7 best breakfast ideas for weight loss


Skipping breakfast had been in trend a while ago or considered as an alternate to reduce unwanted fat of the body. Most people have made this outlook to have just a glass of milk or nothing in breakfast which is absolutely wrong. To reduce weight, most important requirement is to eat healthy. A healthy morning meal, can give you energy, satisfy your appetite, and set the stage for smart decisions all day long. Unlike typical eating habits, there are plenty options in favorite breakfast foods, along with expert tips for making them even healthier.

1) Oat meal - 

You may have noticed a heart-shaped seal on your box of oatmeal recently. The seal's there because oats contain beta-glucan, a type of fiber that's been shown to help lower cholesterol when eaten regularly. Need another reason to dig in? Oats are also rich in omega-3 fatty acids, folate, and potassium.

In short, any type of oat meal is a healthy choice. But, try and avoid flavored kinds, which generally you will see packed with sugar. Instead, honey brings a perfect combo with fruits and nuts to sweeten your bowl of milk.


2) Grapefruit -


According to one study, eating half a grapefruit before each meal may help you slim down faster, thanks to the fruit's fat-burning properties and its beneficial effect on blood sugar and insulin levels. Grapefruit is also hydrating, filling, and packed with immunity-boosting anti-oxidants.

For a well-rounded breakfast, pair it with protein—such as yogurt or an egg, Giovinazzo suggests. But check with your doctor first if you take any medications, as grapefruit and grapefruit juice can interfere with some prescription drugs.


3) Banana's -


There's nothing like a banana at breakfast to keep those mid-morning cravings at bay. The yellow fruit—especially when they're still a touch green—are one of the best sources of resistant starch, a healthy carbohydrate that keeps you feeling fuller longer.

"Slice it up and add it to cereal or oatmeal," Giovinazzo suggests. "It will add natural sweetness, so you may not need additional sugar."

Thanks to a healthy dose of potassium, an electrolyte that helps lower blood pressure naturally, bananas are a particularly good choice for people with hypertension.


4) Eggs -

Most of the readers have been skeptical to have eggs for one or the other reason. For vegetarians it may take a little courage to begin with eggs or gel up with the fragrance. Well jokes apart! These incredible edibles have made quite a comeback in recent years. 

There had been a myth for eggs being high in dietary cholesterol (one yolk contains about 60% of your daily allotment), are now embraced as a healthy source of protein and nutrients like vitamin D

5) Watermelon - 

As its name suggests, watermelon is an excellent way to hydrate in the morning. What's less well known is this juicy fruit is among the best sources of lycopene—a nutrient found in red fruits and vegetables that's important for vision, heart health, and cancer prevention.
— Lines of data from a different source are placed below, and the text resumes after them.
//! Mock content client for testing and local development.
//!
//! The `MockContentClient` can be pre-populated with records keyed by
//! `(content type, site, id)` and scripted to fail token or content requests,
//! allowing pipeline tests to run without network access.
//!
//! # Example
//!
//! ```ignore
//! use content_api::{ContentFetcher, MockContentClient};
//! use search_indexer_shared::ContentType;
//!
//! let client = MockContentClient::new();
//! client.register_record(ContentType::Video, "acme", "v1", json!({"gist": {"title": "X"}}));
//! client.fail_fetch_for("v2");
//!
//! let record = client.fetch_content(ContentType::Video, "acme", "v1").await?;
//! ```

use std::collections::{HashMap, HashSet};
use std::sync::atomic::{AtomicUsize, Ordering};
use std::sync::{RwLock, RwLockReadGuard, RwLockWriteGuard};

use async_trait::async_trait;
use search_indexer_shared::ContentType;
use serde_json::Value;

use crate::config::Identity;
use crate::{ContentApiError, ContentFetcher, Result};

type RecordKey = (ContentType, String, String);

#[derive(Default)]
struct MockState {
    records: HashMap<RecordKey, Value>,
    failing_fetches: HashSet<String>,
    failing_token_sites: HashSet<String>,
}

/// Mock content client that returns pre-configured records.
#[derive(Default)]
pub struct MockContentClient {
    state: RwLock<MockState>,
    fetches: AtomicUsize,
}

impl MockContentClient {
    /// Create a new empty mock client.
    pub fn new() -> Self {
        Self::default()
    }

    /// Create a mock client pre-populated with the given records.
    pub fn with_records(records: HashMap<RecordKey, Value>) -> Self {
        let client = Self::new();
        client.write().records = records;
        client
    }

    /// Register the record returned for `(content_type, site, id)`.
    pub fn register_record(&self, content_type: ContentType, site: &str, id: &str, record: Value) {
        self.write()
            .records
            .insert((content_type, site.to_string(), id.to_string()), record);
    }

    /// Make every fetch of content `id` fail with `ContentFetch`.
    pub fn fail_fetch_for(&self, id: impl Into<String>) {
        self.write().failing_fetches.insert(id.into());
    }

    /// Make token requests for `site` fail with `Token`.
    pub fn fail_token_for(&self, site: impl Into<String>) {
        self.write().failing_token_sites.insert(site.into());
    }

    /// Number of `fetch_content` calls made so far.
    pub fn fetch_count(&self) -> usize {
        self.fetches.load(Ordering::SeqCst)
    }

    fn read(&self) -> RwLockReadGuard<'_, MockState> {
        self.state.read().unwrap_or_else(|poisoned| poisoned.into_inner())
    }

    fn write(&self) -> RwLockWriteGuard<'_, MockState> {
        self.state.write().unwrap_or_else(|poisoned| poisoned.into_inner())
    }
}

#[async_trait]
impl ContentFetcher for MockContentClient {
    async fn resolve_token(&self, site: &str, identity: Identity) -> Result<String> {
        if self.read().failing_token_sites.contains(site) {
            return Err(ContentApiError::token(format!("token rejected for site {}", site)));
        }
        Ok(format!("mock-{}-{}", identity, site))
    }

    async fn fetch_content(&self, content_type: ContentType, site: &str, id: &str) -> Result<Value> {
        self.fetches.fetch_add(1, Ordering::SeqCst);
        self.resolve_token(site, Identity::Anonymous).await?;

        let state = self.read();
        if state.failing_fetches.contains(id) {
            return Err(ContentApiError::content_fetch(format!(
                "{} '{}' unavailable",
                content_type, id
            )));
        }
        state
            .records
            .get(&(content_type, site.to_string(), id.to_string()))
            .cloned()
            .ok_or_else(|| {
                ContentApiError::NotFound(format!("{} {}/{} not in mock", content_type, site, id))
            })
    }
}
Best of all, watermelon contains just 40 calories per cup, landing it on lists of so-called negative-calorie foods that supposedly burn more calories during digestion than they add in. (Actually, it's a bit more complicated than that, but that's no reason to not eat watermelon!)


6) Blueberries - 




Fresh or frozen, these tiny super fruits pack a big antioxidant punch. Or better yet, a flurry of punches: Studies suggest that eating blueberries regularly can help improve everything from memory and motor skills to blood pressure and metabolism. (Wild blueberries, in particular, have one of the highest concentrations of the powerful antioxidants known as anthocyanins.)

Blueberries are also lower in calories than a lot of other fruits (they contain just 80 per cup), so you can pile them onto your cereal without worrying about your waistline.


7) Strawberries - 

"Berries are superfoods because they're so high in antioxidants without being high in calories," Giovinazzo says. One cup of strawberries, for instance, contains your full recommended daily intake of vitamin C, along with high quantities of folic acid and fiber.

Strawberries are good for your ticker, too. A 2013 study found that women were less likely to have a heart attack over an 18-year period if they ate more than three servings of strawberries or blueberries per week. (Strawberries, like blueberries, are a good source of anthocyanins.)